2) He also predicts "there should be a good southward flight (of Common Redpoll) because the white birch seed crop is poor to fair across the north."
3) As far as Pine Siskins, he states "some siskins currently in the Northeast should move south this fall and winter because cone crops are poor." Siskins, however, have been known to move westward in search of food.
4) Even Red-breasted Nuthatches are on the move with "a widespread irruption of this nuthatch beginning in mid-summer indicated a cone crop failure in the Northeast."
5) Evening Grosbeaks might be seen "at feeders in central Ontario and probably elsewhere in the Northeast because coniferous and hardwood tree seed supplies are low."
Early Signs are Good!
Early signs in upstate New York are good that his predictions might be right!
- Purple Finches are being seen, sometimes amongst House Finches, by bird feeders who have typically hosted only the latter.
- Pine Siskins are already in Saratoga County in decent-sized flocks of over 20 birds (like at my house!) Further north near Lake Placid, flocks are growing and are now nearing 100 birds.
- Red-breasted Nuthatches are visiting feeders that have typically been visited primarily by White-breasted Nuthatches.
- Evening Grosbeaks have been reported in Gansevoort NY as well as further north in the Adirondacks.
Amongst other non-irruptive species, good-sized winter flocks of chickadees, nuthatches, and woodpeckers are already visiting birdfeeders hard. Natural food supplies, while still accessible, may be low due to our somewhat dry early summer.

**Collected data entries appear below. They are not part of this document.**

// Copyright (c) 2024-2026 Martin Schröder <info@swedishembedded.com>
//
// SPDX-License-Identifier: Apache-2.0
use serde::{Deserialize, Serialize};

use crate::error::ValidationError;
use crate::tool::Tool;

/// Forced tool selection for one completion request.
///
/// - `Any` (`None` on the wire): the model may call any registered tool.
/// - `Disallow` (`""`): tools remain serialized on the wire, but
///   `function_call` is forced to the literal `"none"`, disabling
///   model-initiated selection without removing the tool list.
/// - `Named(name)`: the model must call exactly this tool.
#[derive(Debug, Clone, Default, PartialEq, Eq, Serialize, Deserialize)]
pub enum ForcedTool {
    #[default]
    Any,
    Disallow,
    Named(String),
}

/// Model parameters for one completion request. Out-of-range values are
/// rejected at construction, never sent to the wire.
#[derive(Debug, Clone)]
pub struct ModelConfig {
    pub chat_model: String,
    pub streaming: bool,
    pub temperature: f32,
    pub presence_penalty: f32,
    pub frequency_penalty: f32,
    pub max_tokens: Option<u32>,
    pub forced_tool: ForcedTool,
    pub system_prompt: Option<String>,
}

impl ModelConfig {
    #[allow(clippy::too_many_arguments)]
    pub fn new(
        chat_model: impl Into<String>,
        streaming: bool,
        temperature: f32,
        presence_penalty: f32,
        frequency_penalty: f32,
        max_tokens: Option<u32>,
        forced_tool: ForcedTool,
        system_prompt: Option<String>,
    ) -> Result<Self, ValidationError> {
        check_range("temperature", temperature, 0.0, 2.0)?;
        check_range("presence_penalty", presence_penalty, -2.0, 2.0)?;
        check_range("frequency_penalty", frequency_penalty, -2.0, 2.0)?;
        Ok(Self {
            chat_model: chat_model.into(),
            streaming,
            temperature,
            presence_penalty,
            frequency_penalty,
            max_tokens,
            forced_tool,
            system_prompt,
        })
    }

    /// `function_call` field for the wire request: `None` when any tool may
    /// be called, the literal `"none"` when selection is disallowed (tools
    /// are still serialized), or `{"name": ...}` to force a specific tool.
    pub fn function_call_wire(&self) -> serde_json::Value {
        match &self.forced_tool {
            ForcedTool::Any => serde_json::Value::Null,
            ForcedTool::Disallow => serde_json::Value::String("none".to_string()),
            ForcedTool::Named(name) => serde_json::json!({ "name": name }),
        }
    }
}

fn check_range(field: &'static str, value: f32, min: f32, max: f32) -> Result<(), ValidationError> {
    if value < min || value > max {
        Err(ValidationError::OutOfRange { field, value, min, max })
    } else {
        Ok(())
    }
}

/// Metadata for a chat model this crate knows how to price and frame a
/// prompt window against.
#[derive(Debug, Clone, Serialize, Deserialize, PartialEq)]
pub struct SupportedChatModel {
    pub name: String,
    /// Total context window in tokens.
    pub size: u32,
    /// USD per 1000 input tokens.
    pub input_cost: f64,
    /// USD per 1000 output tokens.
    pub output_cost: f64,
}

#[derive(Debug, Deserialize)]
struct SupportedChatModelsFile {
    models: Vec<SupportedChatModel>,
}

/// Bundled reference table of known chat models and their pricing, in the
/// style of this crate's model catalog.
pub fn supported_chat_models() -> Vec<SupportedChatModel> {
    let yaml = include_str!("../supported_chat_models.yaml");
    let file: SupportedChatModelsFile =
        serde_yaml::from_str(yaml).expect("bundled supported_chat_models.yaml must be valid");
    file.models
}

/// Look up a single model by name in the bundled reference table.
pub fn supported_chat_model(name: &str) -> Option<SupportedChatModel> {
    supported_chat_models().into_iter().find(|m| m.name == name)
}

/// Request sent to a completion client for one turn.
#[derive(Debug, Clone)]
pub struct CompletionParams {
    pub messages: Vec<crate::message::Message>,
    pub tools: Vec<Tool>,
    pub config: ModelConfig,
}

#[cfg(test)]
mod tests {
    use super::*;

    #[test]
    fn bundled_catalog_contains_gpt_4() {
        let model = supported_chat_model("gpt-4").unwrap();
        assert_eq!(model.size, 8000);
        assert_eq!(model.output_cost, 0.06);
    }

    #[test]
    fn bundled_catalog_lookup_is_none_for_unknown_model() {
        assert!(supported_chat_model("not-a-real-model").is_none());
    }

    #[test]
    fn temperature_boundaries_accepted() {
        assert!(ModelConfig::new("gpt-4", false, 0.0, 0.0, 0.0, None, ForcedTool::Any, None).is_ok());
        assert!(ModelConfig::new("gpt-4", false, 2.0, 0.0, 0.0, None, ForcedTool::Any, None).is_ok());
    }

    #[test]
    fn temperature_just_over_max_rejected() {
        let err = ModelConfig::new("gpt-4", false, 2.0001, 0.0, 0.0, None, ForcedTool::Any, None).unwrap_err();
        assert!(matches!(err, ValidationError::OutOfRange { field: "temperature", .. }));
    }

    #[test]
    fn penalties_out_of_range_rejected() {
        assert!(ModelConfig::new("gpt-4", false, 1.0, -2.1, 0.0, None, ForcedTool::Any, None).is_err());
        assert!(ModelConfig::new("gpt-4", false, 1.0, 0.0, 2.1, None, ForcedTool::Any, None).is_err());
    }

    #[test]
    fn forced_tool_disallow_sends_literal_none() {
        let cfg = ModelConfig::new("gpt-4", false, 1.0, 0.0, 0.0, None, ForcedTool::Disallow, None).unwrap();
        assert_eq!(cfg.function_call_wire(), serde_json::Value::String("none".into()));
    }

    #[test]
    fn forced_tool_any_sends_null() {
        let cfg = ModelConfig::new("gpt-4", false, 1.0, 0.0, 0.0, None, ForcedTool::Any, None).unwrap();
        assert_eq!(cfg.function_call_wire(), serde_json::Value::Null);
    }

    #[test]
    fn forced_tool_named_sends_name_object() {
        let cfg = ModelConfig::new(
            "gpt-4", false, 1.0, 0.0, 0.0, None, ForcedTool::Named("calculator".into()), None,
        ).unwrap();
        assert_eq!(cfg.function_call_wire(), serde_json::json!({"name": "calculator"}));
    }
}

Add some snow and ice to the equation, and our year-round birds might be really busy at feeders this winter!
Bottom line is that I think it could become a GREAT season for us feeder-watchers!
Get your birdfeeders ready by giving them a little fall cleaning. Buy some fresh birdseed, and make sure your niger seed (thistle) is fresh. Seed in the feeders should be dry and loose, not clumpy and moldy. Add some additional birdfeeders, especially finch feeders.
And please let us know right here or in our store about the activity at your birdfeeders this fall and winter.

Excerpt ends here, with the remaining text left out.